No one chooses anorexia. When someone's deep in the grip of it, that ego-syntonic characteristic may be expressed--they'll say they're fine, no problem, they're not sick, you have the problem and not them, and so on. But this does not mean they have chosen to be ill. Nor does it mean they can "choose" (in any kind of simple or straightforward way) not to be ill. I think this is the most fundamental misconceptions we have of eating disorders, and I'm hoping to help set the record straight.
What I found fascinating was your desire that this not be “thinspiration” for anorexics, and that you not exploit your daughter, but you still stay open. How does one approach such a challenge in writing a book like this?
This book was so challenging on so many levels. Like all memoirists, I tried to cleave to the truth as I saw it while avoiding gratuitously hurting anyone else. I had my daughter's future in mind as I wrote as well as her past, all our pasts. The only measure of my success may be when the book doesn't become a hit with the pro-ana community. :)

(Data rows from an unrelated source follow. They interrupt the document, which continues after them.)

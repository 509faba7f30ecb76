use std::str::FromStr;
use std::time::Duration;

use serde::Deserialize;
use strum::{Display, EnumString};

/// Where input images, scratch artifacts and generated models live.
#[derive(Debug, Clone, Copy, PartialEq, EnumString, Display)]
#[strum(serialize_all = "lowercase", ascii_case_insensitive)]
pub enum StorageBackend {
    Local,
    R2,
}

#[derive(Debug, Clone, Deserialize)]
pub struct AppConfig {
    /// Server bind address (e.g., "0.0.0.0:8080").
    #[serde(default = "default_bind_addr")]
    pub bind_addr: String,

    /// Prefix for the `output_url` handed to clients.
    #[serde(default = "default_public_base_url")]
    pub public_base_url: String,

    /// "local" or "r2"
    #[serde(default = "default_storage_backend")]
    pub storage_backend: String,

    /// Local directory holding submitted source images
    #[serde(default = "default_input_dir")]
    pub input_dir: String,

    /// Local directory receiving generated models
    #[serde(default = "default_output_dir")]
    pub output_dir: String,

    /// Local directory for background-removed intermediates
    #[serde(default = "default_scratch_dir")]
    pub scratch_dir: String,

    pub r2_bucket: Option<String>,
    pub r2_endpoint: Option<String>,
    pub r2_access_key: Option<String>,
    pub r2_secret_key: Option<String>,

    /// PostgreSQL connection string. Jobs are kept in memory when unset.
    pub database_url: Option<String>,

    /// Redis connection string. Tasks are queued in memory when unset.
    pub redis_url: Option<String>,

    /// Base URL of a remote inference server. The built-in generator is used when unset.
    pub generator_url: Option<String>,

    #[serde(default = "default_worker_count")]
    pub worker_count: usize,

    /// Maximum pending tasks, 0 for unbounded.
    #[serde(default = "default_queue_capacity")]
    pub queue_capacity: usize,

    /// Per-job timeout in seconds, 0 to disable.
    #[serde(default = "default_job_timeout_secs")]
    pub job_timeout_secs: u64,

    #[serde(default = "default_poll_interval_ms")]
    pub poll_interval_ms: u64,

    /// Purge finished jobs older than this. Kept forever when unset.
    pub job_retention_secs: Option<u64>,

    /// Run the worker pool inside the API process.
    #[serde(default = "default_embedded_worker")]
    pub embedded_worker: bool,

    #[serde(default = "default_max_body_bytes")]
    pub max_body_bytes: usize,
}

fn default_bind_addr() -> String {
    "0.0.0.0:8080".to_string()
}

fn default_public_base_url() -> String {
    "http://localhost:8080".to_string()
}

fn default_storage_backend() -> String {
    "local".to_string()
}

fn default_input_dir() -> String {
    "uploads".to_string()
}

fn default_output_dir() -> String {
    "outputs".to_string()
}

fn default_scratch_dir() -> String {
    "scratch".to_string()
}

fn default_worker_count() -> usize {
    1
}

fn default_queue_capacity() -> usize {
    100
}

fn default_job_timeout_secs() -> u64 {
    600
}

fn default_poll_interval_ms() -> u64 {
    1000
}

fn default_embedded_worker() -> bool {
    true
}

fn default_max_body_bytes() -> usize {
    16 * 1024 * 1024
}

impl AppConfig {
    pub fn from_env() -> Result<Self, envy::Error> {
        dotenvy::dotenv().ok();
        envy::from_env()
    }

    pub fn storage(&self) -> Result<StorageBackend, strum::ParseError> {
        StorageBackend::from_str(&self.storage_backend)
    }

    pub fn queue_capacity(&self) -> Option<usize> {
        (self.queue_capacity > 0).then_some(self.queue_capacity)
    }

    pub fn job_timeout(&self) -> Option<Duration> {
        (self.job_timeout_secs > 0).then(|| Duration::from_secs(self.job_timeout_secs))
    }

    pub fn poll_interval(&self) -> Duration {
        Duration::from_millis(self.poll_interval_ms.max(1))
    }

    pub fn job_retention(&self) -> Option<Duration> {
        self.job_retention_secs.map(Duration::from_secs)
    }
}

Did Kitty know you were writing this book? Has she read it and if so, what did and does she think?
Kitty knew I was writing it. We discussed it many times. She gave her permission for me to write it and publish it, though it wouldn't have been her first choice for me to do this. She is a private person, which is why I don't use her name or any photos and why I've disguised certain elements in the book. People who know us obviously know it's about her. But I didn't want the world to be able to put her together with the book. She doesn't want to read it right now, though I'm guessing she will someday.
Do you think part of the problem with the medical community dealing with anorexia is that there is no real control of this disorder? You yourself use the metaphor of a demon taking over Kitty to explore anorexia, and you also mention those ads that caused a controversy, where were ransom notes from various diseases. (We have your daughter hostage.)
Not sure what you mean by control of this disorder. I do think part of the issue has been that treatments for anorexia are by and large pretty ineffective, in large part because of the fundamental misunderstandings we have about it. Much of the therapeutic community still seems invested in the notion that you have to "work out your issues" before you can recover, and that "it's not about the food." Well, it certainly is about the food when you're starving. And you can't work out any issues when you're malnourished.
What was the most terrifying thing about being in this situation? What’s the key pieces of advice you’d give to parents?
The most terrifying part of being in this situation was when my husband and I felt helpless--before we started doing family-based treatment. And I'd add to that the first few times the demon made an appearance-they were very scary moments. But I'd much rather be in it up to my elbows, engaged in a process of helping my daughter, than watching her dwindle and die by degrees. *that* was terrible.
What was it like working on a book when you weren’t sure of the ending? What are you working on now?
Working on a book when you don't know the ending keeps you very grounded in the present and in the narrative. It keeps the emphasis on process rather than product--an excellent reminder to me. :) Right now I'm finishing up a story for O magazine on forgiveness, a subject I'm deeply interested in.